Design/methodology/approach
The authors choose a legal research method. The research design is a comparative analysis between CPEC contracts and dispute resolution mechanism between China and Pakistan and also the domestic civil court’s litigation system. This analysis selected by the authors due to inefficient bilateral investment arrangements and efficient resolution of future commercial disputes in CPEC. While the international arbitration system is included in the assessment were particular in the time and space context. The comparison comprises on dispute resolution clauses in free trade agreement (FTA) and bilateral investment treaties (BIT) between China and Pakistan and the system of resolving disputes by CPEC clauses.
Findings
The authors finds that in the absence of CPEC forum shopping clause under dispute resolution system, Pakistan is highly at risk to lose foreign investors, and therefore, set back the goal of long term economic sustainability in the region.
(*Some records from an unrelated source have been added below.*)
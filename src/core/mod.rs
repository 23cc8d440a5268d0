//! Core infrastructure module.
//!
//! This module provides the foundational pieces shared by the rest of the
//! crate:
//!
//! - [`types`]: Fundamental data types and enumerations
//! - [`constants`]: Configuration defaults and numerical constants
//! - [`error`]: Error type and result alias
//! - [`utils`]: The seeded random stream and thread pool helpers
//!
//! ```rust
//! use lightgbm_dart::core::{
//!     types::{Score, ObjectiveType},
//!     constants::DEFAULT_LEARNING_RATE,
//!     error::{Result, LightGBMError},
//! };
//!
//! let learning_rate = DEFAULT_LEARNING_RATE;
//! let objective = ObjectiveType::Regression;
//! # let _ = (learning_rate, objective);
//! ```

pub mod constants;
pub mod error;
pub mod types;
pub mod utils;

pub use constants::*;
pub use error::{LightGBMError, Result};
pub use types::*;

use std::sync::atomic::{AtomicBool, Ordering};

static LOGGING_INITIALIZED: AtomicBool = AtomicBool::new(false);

/// Install `env_logger` with a default filter derived from `verbosity`.
///
/// `RUST_LOG` still takes precedence. Calling this more than once, or after
/// another logger has been installed, is harmless.
pub fn initialize_logging(verbosity: VerbosityLevel) {
    if LOGGING_INITIALIZED.swap(true, Ordering::SeqCst) {
        return;
    }
    let env = env_logger::Env::default().default_filter_or(verbosity.as_filter());
    if env_logger::Builder::from_env(env).try_init().is_err() {
        log::debug!("Logger already installed, keeping existing one");
    }
}

/// Check whether [`initialize_logging`] has run.
pub fn is_logging_initialized() -> bool {
    LOGGING_INITIALIZED.load(Ordering::SeqCst)
}
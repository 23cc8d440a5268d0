//! Configuration management.
//!
//! [`Config`] carries the boosting, tree-learning, evaluation and dropout
//! parameters. It is validated when built through [`ConfigBuilder`] and when
//! loaded from a JSON or TOML file, so out-of-range probabilities are reported
//! before any training starts.

pub mod core;

pub use self::core::{Config, ConfigBuilder};
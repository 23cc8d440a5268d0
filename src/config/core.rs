//! Core configuration structure and builder.
//!
//! This module provides the main configuration structure and builder pattern
//! for setting up boosting parameters, the dropout parameters used by DART,
//! and the evaluation/early-stopping surface of the base trainer.

use crate::boosting::dart::{DartParams, NormalizationMode};
use crate::core::constants::*;
use crate::core::error::{LightGBMError, Result};
use crate::core::types::*;
use crate::{config_error, ensure};

use serde::{Deserialize, Serialize};
use std::path::Path;

/// Main configuration structure for training.
///
/// Unknown fields are rejected when loading from a file, missing fields take
/// their default value.
#[derive(Debug, Clone, PartialEq, Serialize, Deserialize)]
#[serde(default, deny_unknown_fields)]
pub struct Config {
    // Core training parameters
    /// Objective function type
    pub objective: ObjectiveType,
    /// Boosting algorithm type
    pub boosting_type: BoostingType,
    /// Number of boosting iterations
    pub num_iterations: usize,
    /// Base learning rate (shrinkage)
    pub learning_rate: f64,
    /// Maximum number of leaves in one tree
    pub num_leaves: usize,
    /// Maximum depth of tree (-1 for unlimited)
    pub max_depth: i32,

    // Regularization parameters
    /// L2 regularization term on leaf values
    pub lambda_l2: f64,
    /// Minimum number of data points in a leaf
    pub min_data_in_leaf: DataSize,
    /// Minimum sum of hessian values in a leaf
    pub min_sum_hessian_in_leaf: f64,
    /// Minimum gain required to make a split
    pub min_gain_to_split: f64,

    // Multiclass parameters
    /// Number of classes for multiclass classification
    pub num_class: usize,

    // Early stopping
    /// Early stopping rounds (None = disabled)
    pub early_stopping_rounds: Option<usize>,
    /// Minimum improvement that resets the early stopping counter
    pub early_stopping_tolerance: f64,

    // Validation and metrics
    /// Metrics to evaluate during training (empty = objective default)
    pub metric: Vec<MetricType>,
    /// Frequency of metric evaluation and output
    pub metric_freq: usize,
    /// Whether to compute training metrics
    pub is_training_metric: bool,

    // Output control
    /// Default log filter, installed by the first booster constructed
    pub verbosity: VerbosityLevel,
    /// Number of threads for score updates (0 = global rayon pool)
    pub num_threads: usize,

    // DART parameters
    /// Probability of skipping the dropout step in a round
    pub skip_drop: f64,
    /// Per-round dropout probability of each previous round
    pub drop_rate: f64,
    /// Random seed for dropout
    pub drop_seed: u64,
    /// Use XGBoost-style DART normalization
    pub xgboost_dart_mode: bool,
}

impl Default for Config {
    fn default() -> Self {
        Config {
            objective: ObjectiveType::Regression,
            boosting_type: BoostingType::DART,
            num_iterations: DEFAULT_NUM_ITERATIONS,
            learning_rate: DEFAULT_LEARNING_RATE,
            num_leaves: DEFAULT_NUM_LEAVES,
            max_depth: DEFAULT_MAX_DEPTH,

            lambda_l2: DEFAULT_LAMBDA_L2,
            min_data_in_leaf: DEFAULT_MIN_DATA_IN_LEAF,
            min_sum_hessian_in_leaf: DEFAULT_MIN_SUM_HESSIAN_IN_LEAF,
            min_gain_to_split: 0.0,

            num_class: DEFAULT_NUM_CLASS,

            early_stopping_rounds: None,
            early_stopping_tolerance: DEFAULT_EARLY_STOPPING_TOLERANCE,

            metric: Vec::new(),
            metric_freq: DEFAULT_METRIC_FREQ,
            is_training_metric: false,

            verbosity: DEFAULT_VERBOSITY,
            num_threads: DEFAULT_NUM_THREADS,

            skip_drop: DEFAULT_SKIP_DROP,
            drop_rate: DEFAULT_DROP_RATE,
            drop_seed: DEFAULT_DROP_SEED,
            xgboost_dart_mode: false,
        }
    }
}

impl Config {
    /// Create a new configuration with default values
    pub fn new() -> Self {
        Self::default()
    }

    /// Validate the configuration parameters.
    ///
    /// Probabilities are rejected when out of range, never clamped.
    pub fn validate(&self) -> Result<()> {
        ensure!(
            self.learning_rate > 0.0 && self.learning_rate <= 1.0,
            invalid("learning_rate", self.learning_rate, "must be in range (0.0, 1.0]")
        );
        ensure!(
            self.num_leaves >= 2,
            invalid("num_leaves", self.num_leaves, "must be at least 2")
        );
        ensure!(
            self.lambda_l2 >= 0.0,
            invalid("lambda_l2", self.lambda_l2, "must be non-negative")
        );
        ensure!(
            self.min_data_in_leaf >= 1,
            invalid("min_data_in_leaf", self.min_data_in_leaf, "must be at least 1")
        );
        ensure!(
            self.min_sum_hessian_in_leaf >= 0.0,
            invalid("min_sum_hessian_in_leaf", self.min_sum_hessian_in_leaf, "must be non-negative")
        );

        match self.objective {
            ObjectiveType::Multiclass => ensure!(
                self.num_class >= 2,
                invalid("num_class", self.num_class, "must be at least 2 for multiclass objective")
            ),
            _ => ensure!(
                self.num_class == 1,
                invalid("num_class", self.num_class, "must be 1 for non-multiclass objectives")
            ),
        }

        ensure!(
            self.early_stopping_rounds != Some(0),
            invalid("early_stopping_rounds", 0, "must be positive when specified")
        );

        for (name, value) in [("drop_rate", self.drop_rate), ("skip_drop", self.skip_drop)] {
            ensure!(
                (0.0..=1.0).contains(&value),
                invalid(name, value, "must be in range [0.0, 1.0]")
            );
        }

        let cores = num_cpus::get();
        if self.num_threads > cores * 2 {
            log::warn!(
                "num_threads ({}) is much larger than available cores ({})",
                self.num_threads,
                cores
            );
        }

        Ok(())
    }

    /// Load configuration from a `.json` or `.toml` file and validate it.
    pub fn load_from_file<P: AsRef<Path>>(path: P) -> Result<Self> {
        let path = path.as_ref();
        let content = std::fs::read_to_string(path)
            .map_err(|e| config_error!("Failed to read config file: {}", e))?;

        let config: Config = match path.extension().and_then(|s| s.to_str()) {
            Some("json") => serde_json::from_str(&content)
                .map_err(|e| LightGBMError::config(format!("Failed to parse JSON config: {}", e)))?,
            Some("toml") => toml::from_str(&content)
                .map_err(|e| LightGBMError::config(format!("Failed to parse TOML config: {}", e)))?,
            _ => {
                return Err(config_error!(
                    "Unsupported config file format. Use .json or .toml"
                ))
            }
        };

        config.validate()?;
        Ok(config)
    }

    /// Save configuration to a `.json` or `.toml` file
    pub fn save_to_file<P: AsRef<Path>>(&self, path: P) -> Result<()> {
        let path = path.as_ref();
        let content = match path.extension().and_then(|s| s.to_str()) {
            Some("json") => serde_json::to_string_pretty(self)
                .map_err(|e| LightGBMError::config(format!("Failed to serialize to JSON: {}", e)))?,
            Some("toml") => toml::to_string_pretty(self)
                .map_err(|e| LightGBMError::config(format!("Failed to serialize to TOML: {}", e)))?,
            _ => {
                return Err(config_error!(
                    "Unsupported config file format. Use .json or .toml"
                ))
            }
        };

        std::fs::write(path, content)
            .map_err(|e| LightGBMError::config(format!("Failed to write config file: {}", e)))?;

        Ok(())
    }

    /// Get the number of trees per iteration (depends on objective)
    pub fn num_trees_per_iteration(&self) -> usize {
        match self.objective {
            ObjectiveType::Regression | ObjectiveType::Binary => 1,
            ObjectiveType::Multiclass => self.num_class,
        }
    }

    /// Check if early stopping is enabled
    pub fn is_early_stopping_enabled(&self) -> bool {
        self.early_stopping_rounds.is_some()
    }

    /// Metrics to evaluate, falling back to the objective's default metric.
    pub fn effective_metrics(&self) -> Vec<MetricType> {
        if !self.metric.is_empty() {
            return self.metric.clone();
        }
        match self.objective {
            ObjectiveType::Regression => vec![MetricType::L2],
            ObjectiveType::Binary => vec![MetricType::BinaryLogloss],
            ObjectiveType::Multiclass => vec![MetricType::MultiLogloss],
        }
    }

    /// The parameters consumed by the DART dropout mechanism.
    pub fn dart_params(&self) -> DartParams {
        DartParams {
            skip_drop: self.skip_drop,
            drop_rate: self.drop_rate,
            drop_seed: self.drop_seed,
            learning_rate: self.learning_rate,
            mode: if self.xgboost_dart_mode {
                NormalizationMode::Xgboost
            } else {
                NormalizationMode::Standard
            },
        }
    }
}

fn invalid<V: ToString>(parameter: &str, value: V, reason: &str) -> LightGBMError {
    LightGBMError::invalid_parameter(parameter, value.to_string(), reason)
}

/// Builder for creating configurations with a fluent interface.
#[derive(Debug, Clone)]
pub struct ConfigBuilder {
    config: Config,
}

impl ConfigBuilder {
    /// Create a new configuration builder with default values
    pub fn new() -> Self {
        ConfigBuilder {
            config: Config::default(),
        }
    }

    /// Set the objective function
    pub fn objective(mut self, objective: ObjectiveType) -> Self {
        self.config.objective = objective;
        self
    }

    /// Set the boosting algorithm
    pub fn boosting_type(mut self, boosting_type: BoostingType) -> Self {
        self.config.boosting_type = boosting_type;
        self
    }

    /// Set the number of iterations
    pub fn num_iterations(mut self, iterations: usize) -> Self {
        self.config.num_iterations = iterations;
        self
    }

    /// Set the learning rate
    pub fn learning_rate(mut self, rate: f64) -> Self {
        self.config.learning_rate = rate;
        self
    }

    /// Set the number of leaves
    pub fn num_leaves(mut self, leaves: usize) -> Self {
        self.config.num_leaves = leaves;
        self
    }

    /// Set the maximum depth
    pub fn max_depth(mut self, depth: i32) -> Self {
        self.config.max_depth = depth;
        self
    }

    /// Set L2 regularization
    pub fn lambda_l2(mut self, lambda: f64) -> Self {
        self.config.lambda_l2 = lambda;
        self
    }

    /// Set minimum data in leaf
    pub fn min_data_in_leaf(mut self, min_data: DataSize) -> Self {
        self.config.min_data_in_leaf = min_data;
        self
    }

    /// Set minimum sum of hessians in leaf
    pub fn min_sum_hessian_in_leaf(mut self, min_hessian: f64) -> Self {
        self.config.min_sum_hessian_in_leaf = min_hessian;
        self
    }

    /// Set minimum gain to split
    pub fn min_gain_to_split(mut self, gain: f64) -> Self {
        self.config.min_gain_to_split = gain;
        self
    }

    /// Set number of classes
    pub fn num_class(mut self, num_class: usize) -> Self {
        self.config.num_class = num_class;
        self
    }

    /// Set early stopping rounds
    pub fn early_stopping_rounds(mut self, rounds: Option<usize>) -> Self {
        self.config.early_stopping_rounds = rounds;
        self
    }

    /// Set early stopping tolerance
    pub fn early_stopping_tolerance(mut self, tolerance: f64) -> Self {
        self.config.early_stopping_tolerance = tolerance;
        self
    }

    /// Set evaluation metrics
    pub fn metric(mut self, metric: Vec<MetricType>) -> Self {
        self.config.metric = metric;
        self
    }

    /// Set metric output frequency
    pub fn metric_freq(mut self, freq: usize) -> Self {
        self.config.metric_freq = freq;
        self
    }

    /// Evaluate metrics on the training data too
    pub fn is_training_metric(mut self, enabled: bool) -> Self {
        self.config.is_training_metric = enabled;
        self
    }

    /// Set verbosity
    pub fn verbosity(mut self, verbosity: VerbosityLevel) -> Self {
        self.config.verbosity = verbosity;
        self
    }

    /// Set number of threads
    pub fn num_threads(mut self, threads: usize) -> Self {
        self.config.num_threads = threads;
        self
    }

    /// Set the probability of skipping dropout in a round
    pub fn skip_drop(mut self, probability: f64) -> Self {
        self.config.skip_drop = probability;
        self
    }

    /// Set the dropout rate
    pub fn drop_rate(mut self, rate: f64) -> Self {
        self.config.drop_rate = rate;
        self
    }

    /// Set the dropout seed
    pub fn drop_seed(mut self, seed: u64) -> Self {
        self.config.drop_seed = seed;
        self
    }

    /// Enable XGBoost-style normalization
    pub fn xgboost_dart_mode(mut self, enabled: bool) -> Self {
        self.config.xgboost_dart_mode = enabled;
        self
    }

    /// Build the configuration
    pub fn build(self) -> Result<Config> {
        self.config.validate()?;
        Ok(self.config)
    }
}

impl Default for ConfigBuilder {
    fn default() -> Self {
        Self::new()
    }
}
However, China has already made its investment policies safer with establishing three international commercial courts (also referred to as Belt and Road courts), one in Xi’an for the land-based Silk Road Economic Belt, one in Shenzhen for the Maritime Silk Road and one in Beijing that will serve as the headquarters. These courts will be offering litigation, arbitration and mediation services. According to one view, China aims to have all belt and road initiative (BRI) disputes resolved by these courts. This makes Pakistan position more awkward and needs proactive measures, as CPEC investment is based on Pakistan foreign direct investment policies and legal structure. Therefore, it will be complicated and less favourable for Pakistan to deal with such cases under Chinese Courts.
Originality/value
The paper’s primary contribution is finding that comprehensive analysis of alternative dispute resolution mechanism between China and Pakistan over CPEC investment is inevitable. A socio-legal research combine with an examination of Singapore International Commercial Court functions and mechanism and CPEC plans further contributes to ascertain the best model of the settlement of commercial disputes under investments in Pakistan. This research paper anticipates future economic and legal problems, which Pakistan may encounter.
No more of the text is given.